[Work order]: Among the entries below, please repeat exactly and only the lines from the line containing "let index = PatternIndex(self.cursor);" to the line containing "pub fn global_time_reached(&self)", both lines included.

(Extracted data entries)
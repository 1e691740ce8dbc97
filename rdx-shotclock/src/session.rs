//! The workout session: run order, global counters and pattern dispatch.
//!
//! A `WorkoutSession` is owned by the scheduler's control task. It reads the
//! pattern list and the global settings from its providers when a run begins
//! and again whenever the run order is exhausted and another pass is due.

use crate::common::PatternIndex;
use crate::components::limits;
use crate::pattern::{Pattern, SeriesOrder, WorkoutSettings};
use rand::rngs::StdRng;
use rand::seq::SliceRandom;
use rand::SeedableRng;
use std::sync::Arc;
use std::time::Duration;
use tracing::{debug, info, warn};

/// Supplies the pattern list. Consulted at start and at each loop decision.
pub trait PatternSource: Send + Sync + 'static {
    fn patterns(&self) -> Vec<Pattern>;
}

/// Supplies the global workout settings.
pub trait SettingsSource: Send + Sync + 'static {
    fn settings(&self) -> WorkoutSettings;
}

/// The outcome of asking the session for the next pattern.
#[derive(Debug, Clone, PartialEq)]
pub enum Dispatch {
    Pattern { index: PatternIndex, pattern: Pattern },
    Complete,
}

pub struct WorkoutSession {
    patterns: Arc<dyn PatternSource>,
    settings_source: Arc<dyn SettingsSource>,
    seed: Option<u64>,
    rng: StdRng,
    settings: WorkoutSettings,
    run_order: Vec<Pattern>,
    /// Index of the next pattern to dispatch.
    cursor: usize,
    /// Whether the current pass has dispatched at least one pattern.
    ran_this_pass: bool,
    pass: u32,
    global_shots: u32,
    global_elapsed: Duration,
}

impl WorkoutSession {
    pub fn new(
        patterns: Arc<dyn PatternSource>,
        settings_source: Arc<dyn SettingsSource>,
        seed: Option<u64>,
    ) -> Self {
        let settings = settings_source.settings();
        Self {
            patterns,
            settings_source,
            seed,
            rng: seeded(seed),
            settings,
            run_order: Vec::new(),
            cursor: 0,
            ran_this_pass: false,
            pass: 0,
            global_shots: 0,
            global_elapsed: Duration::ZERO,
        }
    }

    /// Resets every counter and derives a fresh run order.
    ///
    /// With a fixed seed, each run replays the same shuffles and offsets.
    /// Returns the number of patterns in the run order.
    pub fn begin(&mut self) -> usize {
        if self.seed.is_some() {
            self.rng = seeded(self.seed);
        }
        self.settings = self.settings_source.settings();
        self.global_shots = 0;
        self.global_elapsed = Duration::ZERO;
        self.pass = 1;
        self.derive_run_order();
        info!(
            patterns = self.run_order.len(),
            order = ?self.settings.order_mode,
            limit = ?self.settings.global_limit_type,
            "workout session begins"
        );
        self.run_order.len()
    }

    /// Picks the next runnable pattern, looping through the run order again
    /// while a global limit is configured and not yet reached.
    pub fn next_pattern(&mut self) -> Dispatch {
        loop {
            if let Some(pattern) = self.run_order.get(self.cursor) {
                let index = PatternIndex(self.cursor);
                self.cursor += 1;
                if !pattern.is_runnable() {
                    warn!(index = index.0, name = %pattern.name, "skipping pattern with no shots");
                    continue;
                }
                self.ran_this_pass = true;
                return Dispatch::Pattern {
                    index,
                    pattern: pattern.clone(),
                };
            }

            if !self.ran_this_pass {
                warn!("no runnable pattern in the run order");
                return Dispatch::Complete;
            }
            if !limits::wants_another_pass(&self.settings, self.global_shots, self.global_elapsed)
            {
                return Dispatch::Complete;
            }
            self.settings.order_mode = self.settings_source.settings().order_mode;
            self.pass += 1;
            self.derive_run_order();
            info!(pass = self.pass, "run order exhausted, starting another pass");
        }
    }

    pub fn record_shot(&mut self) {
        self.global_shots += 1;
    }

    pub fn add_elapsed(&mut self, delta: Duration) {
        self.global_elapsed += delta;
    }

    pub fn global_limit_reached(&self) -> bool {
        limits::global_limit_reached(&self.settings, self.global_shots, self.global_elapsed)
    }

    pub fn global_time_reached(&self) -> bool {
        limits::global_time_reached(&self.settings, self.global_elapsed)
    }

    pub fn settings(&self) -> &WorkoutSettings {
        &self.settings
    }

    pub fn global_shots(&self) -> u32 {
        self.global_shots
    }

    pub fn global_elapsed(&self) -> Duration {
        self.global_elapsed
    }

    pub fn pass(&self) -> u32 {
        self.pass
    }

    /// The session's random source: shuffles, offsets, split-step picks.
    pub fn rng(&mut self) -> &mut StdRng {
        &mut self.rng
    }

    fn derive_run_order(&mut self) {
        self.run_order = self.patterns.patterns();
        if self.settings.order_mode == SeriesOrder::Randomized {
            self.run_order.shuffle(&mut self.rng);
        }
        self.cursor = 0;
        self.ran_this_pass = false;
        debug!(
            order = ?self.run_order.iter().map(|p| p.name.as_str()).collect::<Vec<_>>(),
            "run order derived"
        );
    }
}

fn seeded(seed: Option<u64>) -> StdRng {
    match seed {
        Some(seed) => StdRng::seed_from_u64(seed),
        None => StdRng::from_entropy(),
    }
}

[Result]:
                let index = PatternIndex(self.cursor);
                self.cursor += 1;
                if !pattern.is_runnable() {
                    warn!(index = index.0, name = %pattern.name, "skipping pattern with no shots");
                    continue;
                }
                self.ran_this_pass = true;
                return Dispatch::Pattern {
                    index,
                    pattern: pattern.clone(),
                };
            }

            if !self.ran_this_pass {
                warn!("no runnable pattern in the run order");
                return Dispatch::Complete;
            }
            if !limits::wants_another_pass(&self.settings, self.global_shots, self.global_elapsed)
            {
                return Dispatch::Complete;
            }
            self.settings.order_mode = self.settings_source.settings().order_mode;
            self.pass += 1;
            self.derive_run_order();
            info!(pass = self.pass, "run order exhausted, starting another pass");
        }
    }

    pub fn record_shot(&mut self) {
        self.global_shots += 1;
    }

    pub fn add_elapsed(&mut self, delta: Duration) {
        self.global_elapsed += delta;
    }

    pub fn global_limit_reached(&self) -> bool {
        limits::global_limit_reached(&self.settings, self.global_shots, self.global_elapsed)
    }

    pub fn global_time_reached(&self) -> bool {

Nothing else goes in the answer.